Craggy Range: elegance & balance

Craggy Range

It’s another lovely day in Hawke’s Bay when I drive down the road to have a look at Craggy Range at the beginning of December. I’m long overdue to spend some time at this beautiful wine estate, and have set aside a good couple of hours to take in everything this place has to offer.

I take a peek into the restaurant and then meet Michael Bancks, the Customer Experience Manager in the superbly appointed Cellar Door, with it’s plush seating booths and warm, welcoming ambiance. Michael brings out a glass of rosé and asks me if I know the background to the Estate and the history.

Michael Bancks: Mary and Terry Peabody are originally from the USA, eloped from there to Australia in 1965, and from there they’ve had a lot of success with heavy industry – cement, trucks and waste management. The family made a group decision about creating a long-term family legacy in a business that was slightly more romantic! So the idea was born of a wine business that could be passed on to future generations, and they looked around the world at some of the great wine regions. Obviously in Australia where they were based, but also Napa and Bordeaux. There was a chance meeting with Baron Eric Rothschild in Bordeaux and he talked about the New World having the best possibilities to create this legacy. There weren’t inheritance tax laws, issues with appellations and the restrictions that come with those, and they could really start from scratch.

Steve Smith MW presented this property to them. It was known as the Craggy Range Farm, and Steve had driven past many times going fishing up the valley. It his mind it was a stunning property, and a great name ready-made for a brand! There are about two hectares of Chardonnay panted here, plus our restaurant, cellar door, owners house and then the accommodation units that can sleep up to 38 people. All the finance, marketing, sales support – the admin – is run from this site – the Giants Winery – as well. And then we have our Gimblett Gravels winery and vineyards where we have 100 hectares – the single largest piece. We also have 100 hectares down in Martinborough which was developed in 1999-2000. However, two years ago we just invested in another 200 hectares on Te Muna Road – The Donald and McCloud farms, which will essentially be a continuation of our top terrace.

WineFolio: Will you look to open a centre down there?

MB: We may open something down there in the future. At the moment we’re very focussed on Hawke’s Bay but as we grow that footprint, Martinborough becomes a bigger part of our discussion. At the moment the focus is developing the vineyards and creating some wines from those sites before we embark on any more hospitality. 
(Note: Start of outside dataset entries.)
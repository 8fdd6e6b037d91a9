use serde::{Deserialize, Serialize};

use super::{Transform, UniqueConstraintMapping};
use crate::error::{RelqError, Result};
use crate::sql::{Relation, Select, SelectExt, Selector, Source};

/// Drops aliases from the output; the remaining ones keep their order.
#[derive(Debug, Clone, PartialEq, Eq, Default, Serialize, Deserialize)]
pub struct HideColumns {
    pub aliases: Vec<String>,
}

impl HideColumns {
    pub fn new<I, S>(aliases: I) -> Self
    where
        I: IntoIterator<Item = S>,
        S: Into<String>,
    {
        Self {
            aliases: aliases.into_iter().map(Into::into).collect(),
        }
    }

    fn hides(&self, alias: &str) -> bool {
        self.aliases.iter().any(|a| a == alias)
    }
}

impl Transform for HideColumns {
    fn apply(&self, relation: &Relation) -> Result<Relation> {
        for alias in &self.aliases {
            relation.require_column(alias)?;
        }
        let kept: Vec<_> = relation
            .columns()
            .iter()
            .filter(|c| !self.hides(&c.name))
            .cloned()
            .collect();
        if kept.is_empty() {
            return Err(RelqError::InvalidTransformation(
                "cannot hide every column of a relation".into(),
            ));
        }

        let name = relation.name();
        let select = Select::new(Source::relation(name))
            .select(kept.iter().map(|c| Selector::new(&c.name).set_source(name)));
        Ok(relation.derive(select, kept))
    }

    fn output_aliases(&self, input_aliases: &[String]) -> Vec<String> {
        input_aliases
            .iter()
            .filter(|a| !self.hides(a))
            .cloned()
            .collect()
    }

    fn unique_constraint_mappings(&self, input_aliases: &[String]) -> Vec<UniqueConstraintMapping> {
        self.output_aliases(input_aliases)
            .iter()
            .map(|a| UniqueConstraintMapping::identity(a))
            .collect()
    }
}

#[cfg(test)]
mod tests {
    use super::*;
    use crate::transform::fixtures::relation;

    #[test]
    fn projects_remaining_columns() -> Result<()> {
        let rel = HideColumns::new(["name_out", "population"]).apply(&relation())?;
        assert_eq!(rel.column_names(), vec!["id_out", "city_out"]);
        assert_eq!(
            rel.head().unwrap().to_string(),
            "SELECT `q_0`.`id_out`, `q_0`.`city_out` FROM `q_0`"
        );
        Ok(())
    }

    #[test]
    fn hidden_aliases_leave_the_alias_set() {
        let step = HideColumns::new(["b"]);
        let input = vec!["a".to_string(), "b".to_string(), "c".to_string()];
        assert_eq!(step.output_aliases(&input), vec!["a", "c"]);
        let mapped: Vec<_> = step
            .unique_constraint_mappings(&input)
            .into_iter()
            .map(|m| m.output_alias)
            .collect();
        assert_eq!(mapped, vec!["a", "c"]);
    }

    #[test]
    fn hiding_everything_or_unknown_fails() {
        let all = HideColumns::new(relation().column_names());
        assert!(matches!(
            all.apply(&relation()),
            Err(RelqError::InvalidTransformation(_))
        ));
        assert!(matches!(
            HideColumns::new(["ghost"]).apply(&relation()),
            Err(RelqError::ColumnNameNotFound { .. })
        ));
    }
}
We focus on Sauvignon Blanc and Pinot Noir down in Martinborough, and here in Hawke’s Bay it’s all about the Syrah, Bordeaux blends and Chardonnay.

WF: Any ups and downs?

MB: It has always been about trying to create a global brand, so the wines can sit comfortably on the world stage. So pre-Covid we were exporting 90% of our production and we’ve really focussed on the classic markets which appeal to most New Zealand exporters – the US, UK and Australia. As most of those have been in lockdown over the last 6 months, it certainly has created some challenges to the business, from where we’ve been selling our wines. We’ve always had a desire to have our wines served in the best restaurants around the world. So an on-premise focus rather than retail; and that becomes tricky when those restaurants are closed. So we are looking at where and how we sell our wines. We’ve never really played much in that retail space, but this a great opportunity to evolve into that.

WF: What do you think is the ‘next big thing’ that the world will discover about New Zealand wine?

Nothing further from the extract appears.